I went for my pre-surgery prep yesterday and nurse told me that lady with similar case to mine had worked very hard on her speech and after eight weeks had gotten into speech therapy, so I guess it will be a longer time before I start making phone calls! Good thing my cell has texting!
Dr Haakenslash wrote "Total Glossectomy" on the sign-away-your-life papers, although what we discussed sounded like a partial glossectomy, albeit perhaps large, on BOT -- I presume he is covering all the bases in case he finds more that he expects from the MRI (This didn't stand out on the CT, so who knows?). I suppose I'll know more when I wake up.
My GI Doc will install a decent PEG on Friday or Saturday, depending on hospital scheduling, using full sedation. Be nice to have a good one this time!

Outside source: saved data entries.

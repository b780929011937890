//! Command handlers

use anyhow::{anyhow, Context, Result};
use serde_json::json;
use std::path::PathBuf;
use std::sync::Arc;
use stock_trader_core::models::{Configuration, ExecutionPayload, ExecutionStatus, WorkflowExecution};
use stock_trader_core::workflow::{
    Cadence, ExecutionJournal, Scheduler, SimulatedMarket, TokioClock, TransactionStore,
    WorkflowDefinition, WorkflowEngine, WorkflowOrchestrator, WorkflowOutputs,
};
use tokio::sync::broadcast;

/// Initiator recorded for `run`
const CLI_INITIATOR: &str = "cli";

/// Everything needed to execute the workflow, built from configuration
struct Runtime {
    store: Arc<TransactionStore>,
    orchestrator: Arc<WorkflowOrchestrator>,
    clock: Arc<TokioClock>,
}

fn create_runtime(config: &Configuration) -> Result<Runtime> {
    if let Err(errors) = config.validate() {
        return Err(anyhow!("Invalid configuration:\n  {}", errors.join("\n  ")));
    }

    let store = Arc::new(
        TransactionStore::open(&config.transaction_store_path)
            .context("Failed to open transaction store")?,
    );
    let journal = Arc::new(open_journal(config)?);
    let clock = Arc::new(TokioClock::new());

    let engine = WorkflowEngine::new(
        WorkflowDefinition::stock_trading(),
        Arc::new(SimulatedMarket::new(config.min_price, config.max_price)),
        store.clone(),
        clock.clone(),
        journal,
    );

    Ok(Runtime {
        store,
        orchestrator: Arc::new(WorkflowOrchestrator::new(Arc::new(engine))),
        clock,
    })
}

fn open_journal(config: &Configuration) -> Result<ExecutionJournal> {
    let journal = ExecutionJournal::new(&config.journal_path)
        .context("Failed to initialize execution journal")?;
    Ok(journal.with_retention(config.journal_retention))
}

fn execution_json(execution: &WorkflowExecution) -> serde_json::Value {
    json!({
        "execution_id": execution.id.to_string(),
        "workflow_name": execution.workflow_name,
        "status": execution.status,
        "path": execution.path,
        "attempts": execution.attempts,
        "payload": execution.payload,
        "started_at": execution.started_at.to_rfc3339(),
        "completed_at": execution.completed_at.map(|t| t.to_rfc3339()),
        "failure": execution.failure,
    })
}

fn print_execution(execution: &WorkflowExecution) {
    let path: Vec<&str> = execution.path.iter().map(|s| s.as_str()).collect();
    println!("Execution ID:   {}", execution.id);
    println!("Status:         {}", execution.status);
    println!("Path:           {}", path.join(" -> "));
    if let Some(price) = execution.payload.stock_price() {
        println!("Stock Price:    {}", price);
    }
    if let Ok(id) = execution.payload.string_field("id") {
        println!(
            "Transaction:    {} {} x{} @ {}",
            id,
            execution.payload.string_field("type").unwrap_or("?"),
            execution.payload.string_field("qty").unwrap_or("?"),
            execution.payload.string_field("price").unwrap_or("?"),
        );
    }
    if let Some(failure) = &execution.failure {
        println!(
            "Failure:        {} after {} attempt(s): {}",
            failure.state, failure.attempts, failure.message
        );
    }
}

/// Handle run command
pub async fn handle_run(config: &Configuration, json: bool) -> Result<()> {
    let runtime = create_runtime(config)?;

    let execution_id = runtime
        .orchestrator
        .start_execution(ExecutionPayload::new(), CLI_INITIATOR);
    let execution = runtime
        .orchestrator
        .wait_for_completion(execution_id)
        .await
        .context("Failed to wait for execution")?;

    if json {
        println!("{}", serde_json::to_string_pretty(&execution_json(&execution))?);
    } else {
        print_execution(&execution);
    }

    if execution.status == ExecutionStatus::Failed {
        return Err(anyhow!("Execution {} failed", execution.id));
    }
    Ok(())
}

/// Handle schedule command
pub async fn handle_schedule(
    config: &Configuration,
    cron: Option<String>,
    ticks: Option<usize>,
) -> Result<()> {
    let expression = cron.unwrap_or_else(|| config.schedule.clone());
    let cadence: Cadence = expression
        .parse()
        .with_context(|| format!("Invalid schedule '{}'", expression))?;
    let runtime = create_runtime(config)?;

    let scheduler = Scheduler::new(cadence, runtime.orchestrator.clone(), runtime.clock.clone());
    println!("Scheduler started with cadence '{}'", scheduler.cadence());
    println!("Next tick at {}", scheduler.next_fire_time().to_rfc3339());
    println!("Press Ctrl-C to stop");

    let (shutdown_tx, shutdown_rx) = broadcast::channel(1);
    tokio::spawn(async move {
        if tokio::signal::ctrl_c().await.is_ok() {
            let _ = shutdown_tx.send(());
        }
    });

    let runs = scheduler.run_until(Some(shutdown_rx), ticks).await;

    let in_flight = runtime.orchestrator.active_count();
    if in_flight > 0 {
        println!("Waiting for {} in-flight execution(s)...", in_flight);
    }
    let finished = runtime.orchestrator.wait_all().await;

    let failed = finished
        .iter()
        .filter(|e| e.status == ExecutionStatus::Failed)
        .count();
    println!(
        "Scheduler stopped after {} tick(s); {} transaction(s) recorded",
        runs.len(),
        runtime.store.len()
    );
    if failed > 0 {
        println!("{} of the last {} execution(s) failed", failed, finished.len());
    }

    Ok(())
}

/// Handle describe command
pub async fn handle_describe(config: &Configuration, json: bool) -> Result<()> {
    let store = TransactionStore::open(&config.transaction_store_path)
        .context("Failed to open transaction store")?;
    let outputs = WorkflowOutputs::new(&WorkflowDefinition::stock_trading(), &store);

    if json {
        println!("{}", serde_json::to_string_pretty(&outputs)?);
    } else {
        println!("Stock Trader Outputs");
        println!("====================");
        for (label, value) in outputs.entries() {
            println!("{:<24}{}", label, value);
        }
        println!("Schedule:               {}", config.schedule);
        println!();
        println!("Workflow Definition:");
        println!("{}", serde_json::to_string_pretty(&outputs.workflow_definition)?);
    }

    Ok(())
}

/// Handle transactions command
pub async fn handle_transactions(config: &Configuration, json: bool) -> Result<()> {
    let store = TransactionStore::open(&config.transaction_store_path)
        .context("Failed to open transaction store")?;
    let records = store.list();

    if json {
        println!("{}", serde_json::to_string_pretty(&records)?);
    } else if records.is_empty() {
        println!("No transactions recorded");
    } else {
        println!(
            "{:<38} {:<5} {:>8} {:>8}  {}",
            "ID", "TYPE", "PRICE", "QTY", "TIMESTAMP"
        );
        for record in &records {
            println!(
                "{:<38} {:<5} {:>8} {:>8}  {}",
                record.id, record.kind, record.price, record.quantity, record.timestamp
            );
        }
        println!();
        println!("{} transaction(s)", records.len());
    }

    Ok(())
}

/// Handle history command
pub async fn handle_history(
    config: &Configuration,
    workflow: Option<String>,
    json: bool,
) -> Result<()> {
    let journal = open_journal(config)?;
    let metrics = journal.query_metrics(workflow.as_deref());
    let executions = journal.list_executions(workflow.as_deref());

    if json {
        let output = json!({
            "workflow": workflow.as_deref().unwrap_or("all"),
            "execution_count": metrics.execution_count,
            "success_count": metrics.success_count,
            "failure_count": metrics.failure_count,
            "success_rate": format!("{:.2}%", metrics.success_rate()),
            "failure_rate": format!("{:.2}%", metrics.failure_rate()),
            "avg_duration_ms": metrics.avg_duration_ms,
            "executions": executions,
        });
        println!("{}", serde_json::to_string_pretty(&output)?);
    } else {
        let workflow_name = workflow.as_deref().unwrap_or("All Workflows");
        println!("Workflow History: {}", workflow_name);
        println!("==================");
        println!("Total Executions:   {}", metrics.execution_count);
        println!(
            "Successful:         {} ({:.1}%)",
            metrics.success_count,
            metrics.success_rate()
        );
        println!(
            "Failed:             {} ({:.1}%)",
            metrics.failure_count,
            metrics.failure_rate()
        );
        if metrics.execution_count > 0 {
            println!(
                "Avg Duration:       {:.2}s",
                metrics.avg_duration_ms as f64 / 1000.0
            );
            println!();
            for execution in &executions {
                println!(
                    "  {}  {:<9} {:<18} {}  ({})",
                    execution.started_at.format("%Y-%m-%d %H:%M:%S"),
                    execution.status,
                    execution.current_state,
                    execution.id,
                    execution.initiator
                );
            }
        }
    }

    Ok(())
}

/// Handle status command
pub async fn handle_status(config: &Configuration, execution_id: String, json: bool) -> Result<()> {
    let journal = open_journal(config)?;

    // Parse execution ID
    let exec_uuid = uuid::Uuid::parse_str(&execution_id)
        .context("Invalid execution ID format (expected UUID)")?;

    let execution = journal
        .get_execution(exec_uuid)
        .ok_or_else(|| anyhow!("Execution '{}' not found", execution_id))?;
    let transitions = journal.get_transitions(exec_uuid);

    if json {
        let output = json!({
            "execution": execution,
            "transitions": transitions,
        });
        println!("{}", serde_json::to_string_pretty(&output)?);
    } else {
        println!("Workflow Execution Status");
        println!("========================");
        println!("Execution ID:   {}", execution.id);
        println!("Workflow:       {}", execution.workflow_name);
        println!("Current State:  {}", execution.current_state);
        println!("Status:         {}", execution.status);
        println!(
            "Started At:     {}",
            execution.started_at.format("%Y-%m-%d %H:%M:%S")
        );
        if let Some(completed_at) = execution.completed_at {
            println!(
                "Completed At:   {}",
                completed_at.format("%Y-%m-%d %H:%M:%S")
            );
            let duration = (completed_at - execution.started_at).num_milliseconds();
            println!("Duration:       {} ms", duration);
        }
        println!("Initiator:      {}", execution.initiator);
        if let Some(failure) = &execution.failure {
            println!(
                "Failure:        {} [{}] after {} attempt(s): {}",
                failure.state, failure.error_class, failure.attempts, failure.message
            );
        }

        if !transitions.is_empty() {
            println!();
            println!("State Transitions:");
            println!("------------------");
            for transition in transitions {
                let from = transition.from_state.as_deref().unwrap_or("<initial>");
                let attempts = transition
                    .attempts
                    .map(|n| format!(", {} attempt(s)", n))
                    .unwrap_or_default();
                println!(
                    "  {} -> {} ({:?}{}) at {}",
                    from,
                    transition.to_state,
                    transition.transition_type,
                    attempts,
                    transition.timestamp.format("%H:%M:%S")
                );
            }
        }
    }

    Ok(())
}

/// Handle config --init command
pub async fn handle_config_init(config_path: PathBuf) -> Result<()> {
    println!("Initializing stock-trader configuration");
    println!("Config file: {}", config_path.display());

    let config = if config_path.exists() {
        println!("Configuration file already exists. Keeping existing values...");
        Configuration::load_from_file(&config_path)
            .map_err(|e| anyhow!("Failed to load existing config: {}", e))?
    } else {
        println!("Creating new configuration with defaults...");
        Configuration::default()
    };

    if let Err(errors) = config.validate() {
        for error in &errors {
            println!("  - {}", error);
        }
        return Err(anyhow!("Configuration is invalid"));
    }

    config
        .save_to_file(&config_path)
        .map_err(|e| anyhow!("Failed to save configuration: {}", e))?;

    println!("Configuration saved");
    println!("  schedule:               {}", config.schedule);
    println!(
        "  transaction_store_path: {}",
        config.transaction_store_path.display()
    );
    println!("  journal_path:           {}", config.journal_path.display());

    Ok(())
}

Got my sister lined up to come out if needed to get me home from hospital with trach -- Gotta satisfy the rules (Reading between the lines, they must be at serious risk if they send patient home with trach), but I *know* from many other surgeries that I do lots better at home than in hospital and I don't want the intermediate step of a Skilled Nursing Facility (aka sniff to the profession) and ones with respiratory techs are apparently rare). Plus, I wouldn't have the QuackPack Ratz to keep me company.
Stopped by my pharmacy to alert them to keep the lockers full of Oxycodone <grinz>.
Pete,
I am saddened that you have to go through this yet a third time. Life just isn't fair - it's one of our greatest childhood lies, I have found out, as I have gotten older.

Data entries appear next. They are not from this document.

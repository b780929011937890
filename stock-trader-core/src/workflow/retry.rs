//! Retry policy engine shared by every task step

use crate::error::{StepFailure, TaskError};
use crate::models::workflow::{RetrySpec, StateName};
use crate::workflow::clock::Clock;
use std::future::Future;
use std::sync::Arc;

/// Successful step result with the number of invocations it took
#[derive(Debug, Clone, PartialEq)]
pub struct Attempted<T> {
    pub value: T,
    pub attempts: u32,
}

/// Wraps a single step with bounded exponential-backoff retry
#[derive(Clone)]
pub struct RetryPolicyEngine {
    clock: Arc<dyn Clock>,
}

impl RetryPolicyEngine {
    pub fn new(clock: Arc<dyn Clock>) -> Self {
        Self { clock }
    }

    /// Run `step` until it succeeds, fails with an error class the spec does
    /// not cover, or has been invoked `spec.max_attempts` times.
    ///
    /// The wait before retry `n` (0-based) is `spec.delay_for_retry(n)`.
    /// Counters are local to this call, so every execution starts fresh.
    pub async fn execute_with_retry<T, F, Fut>(
        &self,
        state: StateName,
        spec: &RetrySpec,
        mut step: F,
    ) -> Result<Attempted<T>, StepFailure>
    where
        F: FnMut() -> Fut,
        Fut: Future<Output = Result<T, TaskError>>,
    {
        let mut attempt: u32 = 0;

        loop {
            attempt += 1;
            tracing::debug!(
                state = %state,
                attempt,
                max_attempts = spec.max_attempts,
                "Invoking step"
            );

            let error = match step().await {
                Ok(value) => {
                    return Ok(Attempted {
                        value,
                        attempts: attempt,
                    })
                }
                Err(error) => error,
            };

            if !spec.covers(error.class()) {
                tracing::error!(
                    state = %state,
                    attempt,
                    error_class = error.class(),
                    error = %error,
                    "Non-retryable failure"
                );
                return Err(StepFailure {
                    state,
                    attempts: attempt,
                    error,
                });
            }

            if attempt >= spec.max_attempts {
                tracing::error!(
                    state = %state,
                    attempts = attempt,
                    error = %error,
                    "Retries exhausted"
                );
                return Err(StepFailure {
                    state,
                    attempts: attempt,
                    error,
                });
            }

            let delay = spec.delay_for_retry(attempt - 1);
            tracing::warn!(
                state = %state,
                attempt,
                max_attempts = spec.max_attempts,
                error_class = error.class(),
                delay_ms = delay.as_millis() as u64,
                "Step failed, retrying after backoff"
            );
            self.clock.sleep(delay).await;
        }
    }
}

Sometimes a sense of humor is all you can cling too and you have been remarkably blessd with that.
I pray that they get this thing once and for all and that you have a successful and lasting recovery this time.
Gary, I consider myself lucky, three bouts (or even more in future) is nothing compared to what some on this group have gone through. Life doesn't come with guarantees, but I feel that I have had a good one and this stuf is just part of it. Heck, after all this I will still have two eyes, two lungs, two arms and two legs, just to name some useful stuf that many don't have!
A hundred years ago I would already have been dead from serious burns or a fall that broke my face, so cancer's maybe just the fare I pay for a longer ride on the mortal coil.
My ex-wife's second husband has pulmonary fibrosis, plus he's had serious heart problems -- I was talking to a childhood friend who had helped nurse her mother with PF, and she said that if he was lucky, he would die of heart problems first -- Apparently, PF is a long, painful process with only one ending.
I just had my new PEG installed today, courtesy of a doc who came in on a Saturday to do it -- He mentioned that he has replaced several of UW's radiology dept PEGs because they failed -- I will mention that after my surgery when I demonstrate that the inside diameter of my new PEG is the same as the *outside* diameter of the old PEG -- I've already taken the fittings off and, if I used some lube, I would be able to slide the old PEG right down inside the new one...
It's nice to pour water in the top and watch gravity do the rest with no pumping
Also, the old PEG had a large rectangular base so the Rad Doc could put a couple of sutures through to hold it in place -- First thing the nurse practitioner did was snip the sutures and cut the base back much smaller -- Not doing so leads to infections -- New PEG merely has two tabs sticking out so it won't "fall in" and can be rotated for cleaning underneath.
They gave me conscious sedation (some thing like Roofies) and the procedure took about ten minutes -- I have a dull pain in the area, which is lessening, and a little when I bend over or cough, but as easy as the first two PEGs were for me.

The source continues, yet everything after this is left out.